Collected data
======
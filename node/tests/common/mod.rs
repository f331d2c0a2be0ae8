#![allow(dead_code)]

use std::collections::HashMap;
use std::sync::Mutex;
use std::time::Duration;

use alloy_consensus::{Transaction, TxEnvelope};
use alloy_eips::eip2718::Decodable2718;
use alloy_primitives::{keccak256, Address, Bytes, LogData, B256, U256};
use alloy_sol_types::{SolEvent, SolValue};
use async_trait::async_trait;
use serde_json::Value;

use oracle_node::chain::abi::{DataRequested, RandomWordsRequested};
use oracle_node::chain::{ChainClient, Log, LogFilter, Receipt};
use oracle_node::config::ListenerSettings;
use oracle_node::crypto::{KeyPair, SecretKey};
use oracle_node::error::{ChainError, FetchError};
use oracle_node::feed::DataSource;

pub const COORDINATOR: Address = Address::repeat_byte(0xc0);
pub const CONSUMER: Address = Address::repeat_byte(0xaa);
pub const CHAIN_ID: u64 = 31337;
pub const REPORTER_KEY: &str = "4646464646464646464646464646464646464646464646464646464646464646";

pub fn vrf_keys() -> KeyPair {
    KeyPair::from_secret(
        SecretKey::from_hex("c9afa9d845ba75166b5c215767b1d6934e50c3db36e89b127b8a622b120f6721")
            .unwrap(),
    )
}

pub fn listener_settings() -> ListenerSettings {
    ListenerSettings {
        poll_interval: Duration::from_millis(10),
        max_block_range: 100,
        confirmations: 0,
    }
}

#[derive(Default)]
struct ChainState {
    block_number: u64,
    logs: Vec<Log>,
    sent: Vec<Bytes>,
    /// Next nonce the chain will accept; everything below is mined.
    confirmed_nonce: u64,
    /// Unmined transactions by nonce. A resend at the same nonce replaces.
    pending: HashMap<u64, B256>,
    receipts: HashMap<B256, Receipt>,
    failing_sends: u32,
    failing_head_queries: u32,
    failing_log_queries: u32,
    reverting: bool,
    unmined: bool,
    call_response: Bytes,
    calls: Vec<(Address, Bytes)>,
}

/// In-process chain: serves scripted logs and call results, accepts raw
/// transactions and mines them immediately unless told otherwise.
pub struct MockChain {
    state: Mutex<ChainState>,
}

impl MockChain {
    pub fn new(block_number: u64) -> Self {
        Self {
            state: Mutex::new(ChainState {
                block_number,
                ..ChainState::default()
            }),
        }
    }

    pub fn set_block_number(&self, block_number: u64) {
        self.state.lock().unwrap().block_number = block_number;
    }

    pub fn add_log(&self, log: Log) {
        self.state.lock().unwrap().logs.push(log);
    }

    /// Fail the next `count` submissions with a transport error.
    pub fn fail_sends(&self, count: u32) {
        self.state.lock().unwrap().failing_sends = count;
    }

    /// Fail the next `count` block number queries with a transport error.
    pub fn fail_head_queries(&self, count: u32) {
        self.state.lock().unwrap().failing_head_queries = count;
    }

    /// Fail the next `count` log queries with a transport error.
    pub fn fail_log_queries(&self, count: u32) {
        self.state.lock().unwrap().failing_log_queries = count;
    }

    pub fn set_reverting(&self, reverting: bool) {
        self.state.lock().unwrap().reverting = reverting;
    }

    pub fn set_unmined(&self, unmined: bool) {
        self.state.lock().unwrap().unmined = unmined;
    }

    pub fn set_call_response(&self, response: Bytes) {
        self.state.lock().unwrap().call_response = response;
    }

    pub fn insert_receipt(&self, hash: B256, success: bool) {
        let mut state = self.state.lock().unwrap();
        let block_number = state.block_number;
        state.receipts.insert(
            hash,
            Receipt {
                transaction_hash: hash,
                block_number,
                success,
            },
        );
    }

    /// Mine the `index`-th sent transaction. Whatever else was pending at
    /// its nonce is dropped.
    pub fn mine_sent(&self, index: usize) {
        let mut state = self.state.lock().unwrap();
        let raw = state.sent[index].clone();
        let nonce = decode_sent(&raw).nonce;
        let hash = keccak256(&raw);
        state.pending.remove(&nonce);
        state.confirmed_nonce = state.confirmed_nonce.max(nonce + 1);
        let block_number = state.block_number;
        let success = !state.reverting;
        state.receipts.insert(
            hash,
            Receipt {
                transaction_hash: hash,
                block_number,
                success,
            },
        );
    }

    /// Another transaction from the same signer is mined at the next nonce.
    pub fn consume_nonce(&self) {
        let mut state = self.state.lock().unwrap();
        let nonce = state.confirmed_nonce;
        state.pending.remove(&nonce);
        state.confirmed_nonce += 1;
    }

    pub fn sent(&self) -> Vec<Bytes> {
        self.state.lock().unwrap().sent.clone()
    }

    pub fn calls(&self) -> Vec<(Address, Bytes)> {
        self.state.lock().unwrap().calls.clone()
    }
}

#[async_trait]
impl ChainClient for MockChain {
    async fn block_number(&self) -> Result<u64, ChainError> {
        let mut state = self.state.lock().unwrap();
        if state.failing_head_queries > 0 {
            state.failing_head_queries -= 1;
            return Err(ChainError::Transport("connection refused".to_string()));
        }
        Ok(state.block_number)
    }

    async fn get_logs(&self, filter: &LogFilter) -> Result<Vec<Log>, ChainError> {
        let mut state = self.state.lock().unwrap();
        if state.failing_log_queries > 0 {
            state.failing_log_queries -= 1;
            return Err(ChainError::Transport("connection refused".to_string()));
        }
        Ok(state
            .logs
            .iter()
            .filter(|log| {
                (filter.from_block..=filter.to_block).contains(&log.block_number)
                    && filter.addresses.contains(&log.address)
                    && log.topics.first().is_some_and(|t| filter.topics.contains(t))
            })
            .cloned()
            .collect())
    }

    async fn call(&self, to: Address, data: Bytes) -> Result<Bytes, ChainError> {
        let mut state = self.state.lock().unwrap();
        state.calls.push((to, data));
        Ok(state.call_response.clone())
    }

    async fn transaction_count(&self, _address: Address) -> Result<u64, ChainError> {
        let state = self.state.lock().unwrap();
        let next_pending = state.pending.keys().max().map_or(0, |nonce| nonce + 1);
        Ok(state.confirmed_nonce.max(next_pending))
    }

    async fn gas_price(&self) -> Result<u128, ChainError> {
        Ok(1_000_000_000)
    }

    async fn send_raw_transaction(&self, raw: Bytes) -> Result<B256, ChainError> {
        let mut state = self.state.lock().unwrap();
        if state.failing_sends > 0 {
            state.failing_sends -= 1;
            return Err(ChainError::Transport("connection reset".to_string()));
        }
        let nonce = decode_sent(&raw).nonce;
        if nonce < state.confirmed_nonce {
            return Err(ChainError::NonceTooLow);
        }
        let hash = keccak256(&raw);
        state.sent.push(raw);
        if state.unmined {
            state.pending.insert(nonce, hash);
        } else {
            state.pending.remove(&nonce);
            state.confirmed_nonce = nonce + 1;
            let receipt = Receipt {
                transaction_hash: hash,
                block_number: state.block_number,
                success: !state.reverting,
            };
            state.receipts.insert(hash, receipt);
        }
        Ok(hash)
    }

    async fn transaction_receipt(&self, hash: B256) -> Result<Option<Receipt>, ChainError> {
        Ok(self.state.lock().unwrap().receipts.get(&hash).cloned())
    }
}

/// Fixed JSON responses by URL.
#[derive(Default)]
pub struct FakeSource {
    responses: HashMap<String, Value>,
}

impl FakeSource {
    pub fn with(mut self, url: &str, value: Value) -> Self {
        self.responses.insert(url.to_string(), value);
        self
    }
}

#[async_trait]
impl DataSource for FakeSource {
    async fn fetch(&self, url: &str) -> Result<Value, FetchError> {
        self.responses.get(url).cloned().ok_or(FetchError::Status(404))
    }
}

fn log_from(encoded: LogData, block_number: u64, log_index: u64) -> Log {
    Log {
        address: COORDINATOR,
        topics: encoded.topics().to_vec(),
        data: encoded.data,
        block_number,
        block_hash: B256::with_last_byte(block_number as u8),
        log_index,
        transaction_hash: B256::repeat_byte(log_index as u8 + 1),
    }
}

pub fn vrf_log(key_hash: B256, request_id: u64, block_number: u64, log_index: u64) -> Log {
    let event = RandomWordsRequested {
        keyHash: key_hash,
        requestId: U256::from(request_id),
        preSeed: U256::from(1_000 + request_id),
        accId: 1,
        callbackGasLimit: 500_000,
        numWords: 2,
        sender: CONSUMER,
        isDirectPayment: false,
    };
    log_from(event.encode_log_data(), block_number, log_index)
}

pub fn data_log(items: &[&str], request_id: u64, block_number: u64, log_index: u64) -> Log {
    let items: Vec<String> = items.iter().map(|s| s.to_string()).collect();
    let event = DataRequested {
        requestId: U256::from(request_id),
        jobId: keccak256("request-response-int256"),
        accId: 3,
        callbackGasLimit: 300_000,
        sender: CONSUMER,
        isDirectPayment: true,
        numSubmission: 1,
        data: Bytes::from(items.abi_encode()),
    };
    log_from(event.encode_log_data(), block_number, log_index)
}

/// Fields of a signed legacy transaction.
#[derive(Debug)]
pub struct SentTransaction {
    pub nonce: u64,
    pub gas_price: u128,
    pub gas_limit: u64,
    pub to: Address,
    pub data: Bytes,
}

pub fn decode_sent(raw: &Bytes) -> SentTransaction {
    let envelope = TxEnvelope::decode_2718(&mut raw.as_ref()).unwrap();
    let tx = envelope.as_legacy().expect("legacy transaction").tx();
    SentTransaction {
        nonce: tx.nonce,
        gas_price: tx.gas_price,
        gas_limit: tx.gas_limit,
        to: tx.to().expect("call transaction"),
        data: tx.input.clone(),
    }
}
======
If a line above holds the word "DataRequested", copy it.

use oracle_node::chain::abi::{DataRequested, RandomWordsRequested};
    let event = DataRequested {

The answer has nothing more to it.